Answer: The region is bounded by the parabola \( y = x^2 \) and the curve \( y = | x | \).
The curve \( y = | x | \) represents two lines:
\( y = x \) for \( x \geq 0 \)
\( y = -x \) for \( x < 0 \)
The entire region is symmetric about the y-axis. We can find the area in the first quadrant (where \( y = x \)) and multiply it by 2.
First, find the intersection points for \( x \geq 0 \):
Set \( y = x^2 \) and \( y = x \):
\( x^2 = x \)
\( x^2 - x = 0 \)
\( x(x - 1) = 0 \)
So, \( x = 0 \) or \( x = 1 \).
The intersection points are \( (0,0) \) and \( (1,1) \).

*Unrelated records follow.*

pub mod error;
pub mod oauth;
pub mod token_store;

pub use error::{AuthError, RemoteFailure};
pub use oauth::{OAuthClient, OAuthConfig};
pub use token_store::{Credential, TokenStore};
use chrono::Utc;
use serde::{Deserialize, Serialize};
use url::Url;

use super::error::{AuthError, RemoteFailure};
use super::token_store::{Credential, TokenStore};
use crate::config::GoogleConfig;

/// OAuth provider configuration
#[derive(Debug, Clone)]
pub struct OAuthConfig {
    pub client_id: String,
    pub client_secret: String,
    pub auth_url: String,
    pub token_url: String,
    pub redirect_uri: String,
    pub scopes: Vec<String>,
}

impl From<&GoogleConfig> for OAuthConfig {
    fn from(google: &GoogleConfig) -> Self {
        Self {
            client_id: google.client_id.clone(),
            client_secret: google.client_secret.clone(),
            auth_url: google.auth_url.clone(),
            token_url: google.token_url.clone(),
            redirect_uri: google.redirect_uri.clone(),
            scopes: google.scopes.clone(),
        }
    }
}

/// Google token endpoint response
#[derive(Debug, Deserialize)]
struct TokenResponse {
    access_token: String,
    #[serde(default)]
    refresh_token: Option<String>,
    #[serde(default = "default_expires_in")]
    expires_in: i64,
}

fn default_expires_in() -> i64 {
    3600
}

impl TokenResponse {
    fn into_credential(self, previous_refresh_token: Option<String>) -> Credential {
        Credential {
            access_token: self.access_token,
            refresh_token: self.refresh_token.or(previous_refresh_token),
            expires_at: Utc::now() + chrono::Duration::seconds(self.expires_in),
        }
    }
}

/// OAuth client for the Google authorization code flow.
///
/// Owns the exchange with Google's token endpoint and keeps the resulting
/// credential in the shared [`TokenStore`].
#[derive(Debug, Clone)]
pub struct OAuthClient {
    config: OAuthConfig,
    token_store: TokenStore,
    http_client: reqwest::Client,
}

impl OAuthClient {
    /// Create a new OAuth client
    pub fn new(config: OAuthConfig, token_store: TokenStore, http_client: reqwest::Client) -> Self {
        Self {
            config,
            token_store,
            http_client,
        }
    }

    pub fn token_store(&self) -> &TokenStore {
        &self.token_store
    }

    /// Build the Google consent URL.
    ///
    /// Always asks for offline access and forces the consent screen so that
    /// Google issues a refresh token on every sign-in.
    pub fn consent_url(&self) -> Result<Url, AuthError> {
        let mut url = Url::parse(&self.config.auth_url)
            .map_err(|e| AuthError::ConfigError(format!("invalid auth_url '{}': {}", self.config.auth_url, e)))?;

        url.query_pairs_mut()
            .append_pair("access_type", "offline")
            .append_pair("scope", &self.config.scopes.join(" "))
            .append_pair("prompt", "consent")
            .append_pair("response_type", "code")
            .append_pair("client_id", &self.config.client_id)
            .append_pair("redirect_uri", &self.config.redirect_uri);

        Ok(url)
    }

    /// Exchange authorization code for tokens and make them the active credential
    pub async fn exchange_code(&self, code: &str) -> Result<Credential, AuthError> {
        #[derive(Serialize)]
        struct TokenRequest<'a> {
            code: &'a str,
            client_id: &'a str,
            client_secret: &'a str,
            redirect_uri: &'a str,
            grant_type: &'a str,
        }

        let request = TokenRequest {
            code,
            client_id: &self.config.client_id,
            client_secret: &self.config.client_secret,
            redirect_uri: &self.config.redirect_uri,
            grant_type: "authorization_code",
        };

        let token_response = self
            .request_token(&request)
            .await
            .map_err(|failure| AuthError::ExchangeError(failure.message))?;

        let credential = token_response.into_credential(None);
        self.set_active_credential(credential.clone());

        tracing::info!(
            "🔑 Signed in, access token valid until {} (refresh token: {})",
            credential.expires_at.to_rfc3339(),
            credential.refresh_token.is_some()
        );

        Ok(credential)
    }

    /// Replace the active credential without validating it
    pub fn set_active_credential(&self, credential: Credential) {
        self.token_store.set(credential);
    }

    /// Refresh the active credential using its refresh token
    pub async fn refresh(&self) -> Result<Credential, AuthError> {
        let existing = self.token_store.get().ok_or(AuthError::NotAuthenticated)?;
        let refresh_token = existing.refresh_token.clone().ok_or_else(|| {
            AuthError::RefreshError("credential has no refresh token".to_string())
        })?;

        #[derive(Serialize)]
        struct RefreshRequest<'a> {
            refresh_token: &'a str,
            client_id: &'a str,
            client_secret: &'a str,
            grant_type: &'a str,
        }

        let request = RefreshRequest {
            refresh_token: &refresh_token,
            client_id: &self.config.client_id,
            client_secret: &self.config.client_secret,
            grant_type: "refresh_token",
        };

        let token_response = self.request_token(&request).await.map_err(|failure| {
            if failure.credential_rejected {
                AuthError::CredentialRejected(failure.message)
            } else {
                AuthError::RefreshError(failure.message)
            }
        })?;

        let credential = token_response.into_credential(Some(refresh_token));
        self.set_active_credential(credential.clone());

        tracing::info!("✅ Access token refreshed, valid until {}", credential.expires_at.to_rfc3339());

        Ok(credential)
    }

    /// Get a usable access token (refreshing if needed)
    pub async fn access_token(&self) -> Result<String, AuthError> {
        let credential = self.token_store.get().ok_or(AuthError::NotAuthenticated)?;

        if credential.needs_refresh() && credential.refresh_token.is_some() {
            tracing::info!("🔄 Access token expires at {}, refreshing...", credential.expires_at.to_rfc3339());
            let refreshed = self.refresh().await?;
            Ok(refreshed.access_token)
        } else {
            Ok(credential.access_token)
        }
    }

    /// POST a form to the token endpoint once
    async fn request_token<T: Serialize + ?Sized>(&self, form: &T) -> Result<TokenResponse, RemoteFailure> {
        let response = self
            .http_client
            .post(&self.config.token_url)
            .form(form)
            .send()
            .await
            .map_err(|e| RemoteFailure {
                message: e.to_string(),
                credential_rejected: false,
            })?;

        if !response.status().is_success() {
            let status = response.status();
            let body = response.text().await.unwrap_or_default();
            let failure = RemoteFailure::classify(status, &body);
            tracing::warn!("Token endpoint returned {}: {}", status, failure.message);
            return Err(failure);
        }

        response.json().await.map_err(|e| RemoteFailure {
            message: format!("Failed to parse token response: {}", e),
            credential_rejected: false,
        })
    }
}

In the interval \( [0,1] \), the line \( y = x \) is above the parabola \( y = x^2 \).
The area in the first quadrant is:
\[ \text{Area}_1 = \int_{0}^{1} (x - x^2) \, dx \]
\[ = \left[ \frac{x^2}{2} - \frac{x^3}{3} \right]_{0}^{1} \]
\[ = \left( \frac{1^2}{2} - \frac{1^3}{3} \right) - (0 - 0) \]
\[ = \frac{1}{2} - \frac{1}{3} \]
\[ = \frac{3 - 2}{6} = \frac{1}{6} \]
Since the total required area is symmetric about the y-axis, we multiply this area by 2.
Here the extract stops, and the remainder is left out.